- Material provided -
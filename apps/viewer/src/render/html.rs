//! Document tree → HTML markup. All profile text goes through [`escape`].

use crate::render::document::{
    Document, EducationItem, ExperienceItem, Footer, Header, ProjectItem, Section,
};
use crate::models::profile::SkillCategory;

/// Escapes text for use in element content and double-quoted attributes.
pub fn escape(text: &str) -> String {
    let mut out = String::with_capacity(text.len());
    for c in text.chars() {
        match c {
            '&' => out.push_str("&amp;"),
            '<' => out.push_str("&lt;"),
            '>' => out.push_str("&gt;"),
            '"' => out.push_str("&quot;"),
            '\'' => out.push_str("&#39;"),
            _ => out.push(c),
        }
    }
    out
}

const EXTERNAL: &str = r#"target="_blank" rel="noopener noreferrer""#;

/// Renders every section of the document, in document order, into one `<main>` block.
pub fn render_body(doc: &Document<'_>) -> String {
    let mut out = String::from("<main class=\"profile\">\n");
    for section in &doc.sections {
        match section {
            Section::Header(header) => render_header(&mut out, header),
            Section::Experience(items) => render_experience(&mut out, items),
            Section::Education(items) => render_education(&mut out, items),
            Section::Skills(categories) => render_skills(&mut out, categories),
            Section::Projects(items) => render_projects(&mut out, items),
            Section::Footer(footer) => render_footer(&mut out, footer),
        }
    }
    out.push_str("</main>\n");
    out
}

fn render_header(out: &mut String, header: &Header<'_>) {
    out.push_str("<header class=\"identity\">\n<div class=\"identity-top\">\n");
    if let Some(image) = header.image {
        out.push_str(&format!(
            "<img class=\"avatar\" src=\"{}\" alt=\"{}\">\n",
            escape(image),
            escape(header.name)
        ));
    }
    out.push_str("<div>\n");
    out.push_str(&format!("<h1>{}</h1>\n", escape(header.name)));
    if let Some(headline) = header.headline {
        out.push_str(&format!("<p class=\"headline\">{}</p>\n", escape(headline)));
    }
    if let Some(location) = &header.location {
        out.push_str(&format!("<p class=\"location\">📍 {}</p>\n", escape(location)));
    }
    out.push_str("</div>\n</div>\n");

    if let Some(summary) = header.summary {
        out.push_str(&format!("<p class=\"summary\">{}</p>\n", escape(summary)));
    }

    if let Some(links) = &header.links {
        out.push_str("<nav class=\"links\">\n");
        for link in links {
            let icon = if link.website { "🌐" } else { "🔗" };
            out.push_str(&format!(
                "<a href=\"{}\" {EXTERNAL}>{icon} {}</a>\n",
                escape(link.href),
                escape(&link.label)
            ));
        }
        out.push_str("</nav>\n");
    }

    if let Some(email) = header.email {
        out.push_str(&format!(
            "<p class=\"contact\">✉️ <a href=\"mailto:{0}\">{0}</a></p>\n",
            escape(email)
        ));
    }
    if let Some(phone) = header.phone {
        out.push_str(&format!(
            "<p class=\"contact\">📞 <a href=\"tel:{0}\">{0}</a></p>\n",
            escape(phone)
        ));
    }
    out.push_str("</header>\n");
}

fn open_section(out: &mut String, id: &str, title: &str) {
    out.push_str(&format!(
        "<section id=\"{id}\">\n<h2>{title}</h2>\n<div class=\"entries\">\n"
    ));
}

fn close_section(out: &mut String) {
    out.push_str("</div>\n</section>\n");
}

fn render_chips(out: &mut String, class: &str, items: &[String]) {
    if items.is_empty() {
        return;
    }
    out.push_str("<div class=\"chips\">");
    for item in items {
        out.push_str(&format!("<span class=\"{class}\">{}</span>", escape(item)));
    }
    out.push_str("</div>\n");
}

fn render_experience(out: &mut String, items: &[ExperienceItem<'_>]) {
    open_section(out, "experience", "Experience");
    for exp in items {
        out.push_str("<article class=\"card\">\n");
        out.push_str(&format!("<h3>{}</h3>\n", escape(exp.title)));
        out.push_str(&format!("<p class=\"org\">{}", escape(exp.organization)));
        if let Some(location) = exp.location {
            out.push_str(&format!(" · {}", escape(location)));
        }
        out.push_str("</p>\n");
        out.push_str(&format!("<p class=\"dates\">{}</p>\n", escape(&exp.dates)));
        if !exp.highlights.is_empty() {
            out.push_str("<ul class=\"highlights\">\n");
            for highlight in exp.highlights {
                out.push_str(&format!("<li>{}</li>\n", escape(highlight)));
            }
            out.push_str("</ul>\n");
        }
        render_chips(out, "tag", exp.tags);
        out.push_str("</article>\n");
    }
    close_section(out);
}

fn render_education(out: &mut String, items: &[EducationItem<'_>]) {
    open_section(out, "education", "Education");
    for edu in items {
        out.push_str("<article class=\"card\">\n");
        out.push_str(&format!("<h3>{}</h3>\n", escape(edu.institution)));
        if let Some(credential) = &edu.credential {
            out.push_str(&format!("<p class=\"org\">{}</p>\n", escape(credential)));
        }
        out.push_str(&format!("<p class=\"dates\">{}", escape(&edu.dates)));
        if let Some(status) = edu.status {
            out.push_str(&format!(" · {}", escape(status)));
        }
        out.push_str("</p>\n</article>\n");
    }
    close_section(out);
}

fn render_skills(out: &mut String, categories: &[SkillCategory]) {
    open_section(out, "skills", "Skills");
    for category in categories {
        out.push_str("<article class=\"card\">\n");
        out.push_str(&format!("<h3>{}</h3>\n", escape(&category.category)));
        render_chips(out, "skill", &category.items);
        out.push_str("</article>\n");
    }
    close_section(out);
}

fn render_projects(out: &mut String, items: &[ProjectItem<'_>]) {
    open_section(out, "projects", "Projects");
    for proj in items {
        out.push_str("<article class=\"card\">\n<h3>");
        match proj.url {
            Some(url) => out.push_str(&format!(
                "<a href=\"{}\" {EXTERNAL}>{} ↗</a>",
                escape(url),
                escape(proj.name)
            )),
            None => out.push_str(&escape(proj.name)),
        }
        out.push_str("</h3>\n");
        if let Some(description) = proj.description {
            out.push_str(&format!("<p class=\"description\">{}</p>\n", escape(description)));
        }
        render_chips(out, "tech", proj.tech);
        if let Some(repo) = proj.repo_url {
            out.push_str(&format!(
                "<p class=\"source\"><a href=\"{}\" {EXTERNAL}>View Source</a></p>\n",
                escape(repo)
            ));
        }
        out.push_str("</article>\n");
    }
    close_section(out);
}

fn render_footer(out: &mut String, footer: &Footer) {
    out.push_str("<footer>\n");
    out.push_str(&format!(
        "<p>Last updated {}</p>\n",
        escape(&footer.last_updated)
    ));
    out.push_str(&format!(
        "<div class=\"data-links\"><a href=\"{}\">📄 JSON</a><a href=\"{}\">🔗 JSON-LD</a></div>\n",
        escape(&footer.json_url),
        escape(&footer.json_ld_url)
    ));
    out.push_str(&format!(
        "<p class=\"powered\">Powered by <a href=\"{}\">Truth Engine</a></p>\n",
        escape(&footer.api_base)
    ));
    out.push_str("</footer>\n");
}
--
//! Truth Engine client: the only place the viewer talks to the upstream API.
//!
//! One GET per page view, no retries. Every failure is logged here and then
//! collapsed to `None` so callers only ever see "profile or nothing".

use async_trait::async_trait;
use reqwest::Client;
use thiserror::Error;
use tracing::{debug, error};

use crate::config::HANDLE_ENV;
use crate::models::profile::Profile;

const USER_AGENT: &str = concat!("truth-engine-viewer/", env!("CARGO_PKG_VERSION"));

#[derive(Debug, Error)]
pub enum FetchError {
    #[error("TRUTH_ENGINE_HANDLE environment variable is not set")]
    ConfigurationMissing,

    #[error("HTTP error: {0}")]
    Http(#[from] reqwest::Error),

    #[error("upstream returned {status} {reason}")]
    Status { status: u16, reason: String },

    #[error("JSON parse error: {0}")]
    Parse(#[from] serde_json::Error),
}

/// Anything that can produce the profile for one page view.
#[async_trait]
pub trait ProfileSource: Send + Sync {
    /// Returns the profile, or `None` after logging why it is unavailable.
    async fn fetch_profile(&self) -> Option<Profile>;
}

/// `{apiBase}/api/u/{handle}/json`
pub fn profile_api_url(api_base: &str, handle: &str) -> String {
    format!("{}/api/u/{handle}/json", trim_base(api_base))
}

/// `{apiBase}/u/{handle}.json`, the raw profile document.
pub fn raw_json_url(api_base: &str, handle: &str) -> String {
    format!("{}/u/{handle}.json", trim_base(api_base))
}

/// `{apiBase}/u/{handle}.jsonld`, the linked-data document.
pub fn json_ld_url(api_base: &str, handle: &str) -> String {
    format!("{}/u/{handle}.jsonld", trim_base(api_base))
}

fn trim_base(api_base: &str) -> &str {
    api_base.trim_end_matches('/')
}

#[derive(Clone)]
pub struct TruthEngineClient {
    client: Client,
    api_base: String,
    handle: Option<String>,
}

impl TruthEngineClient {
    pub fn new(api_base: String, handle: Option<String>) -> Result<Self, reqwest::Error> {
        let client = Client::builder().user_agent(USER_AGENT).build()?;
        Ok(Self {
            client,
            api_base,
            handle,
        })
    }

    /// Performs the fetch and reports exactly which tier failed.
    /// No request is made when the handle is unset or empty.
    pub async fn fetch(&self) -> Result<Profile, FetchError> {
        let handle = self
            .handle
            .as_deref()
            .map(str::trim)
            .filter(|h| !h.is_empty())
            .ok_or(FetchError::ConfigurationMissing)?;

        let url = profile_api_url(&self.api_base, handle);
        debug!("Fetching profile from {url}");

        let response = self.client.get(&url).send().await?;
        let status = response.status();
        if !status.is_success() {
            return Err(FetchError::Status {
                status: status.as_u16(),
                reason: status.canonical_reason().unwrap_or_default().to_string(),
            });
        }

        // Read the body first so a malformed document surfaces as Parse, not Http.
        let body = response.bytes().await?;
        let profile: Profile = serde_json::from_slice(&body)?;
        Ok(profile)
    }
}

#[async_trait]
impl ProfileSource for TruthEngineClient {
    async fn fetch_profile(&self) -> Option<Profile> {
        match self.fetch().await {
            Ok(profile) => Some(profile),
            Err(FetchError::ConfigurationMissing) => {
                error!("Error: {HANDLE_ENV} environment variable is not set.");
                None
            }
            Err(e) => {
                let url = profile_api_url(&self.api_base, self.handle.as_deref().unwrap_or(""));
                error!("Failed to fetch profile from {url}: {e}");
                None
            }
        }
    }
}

- Exercise brief -
Within the listing above, copy each line that has the string "ConfigurationMissing".

- Task output -
    ConfigurationMissing,
            .ok_or(FetchError::ConfigurationMissing)?;
            Err(FetchError::ConfigurationMissing) => {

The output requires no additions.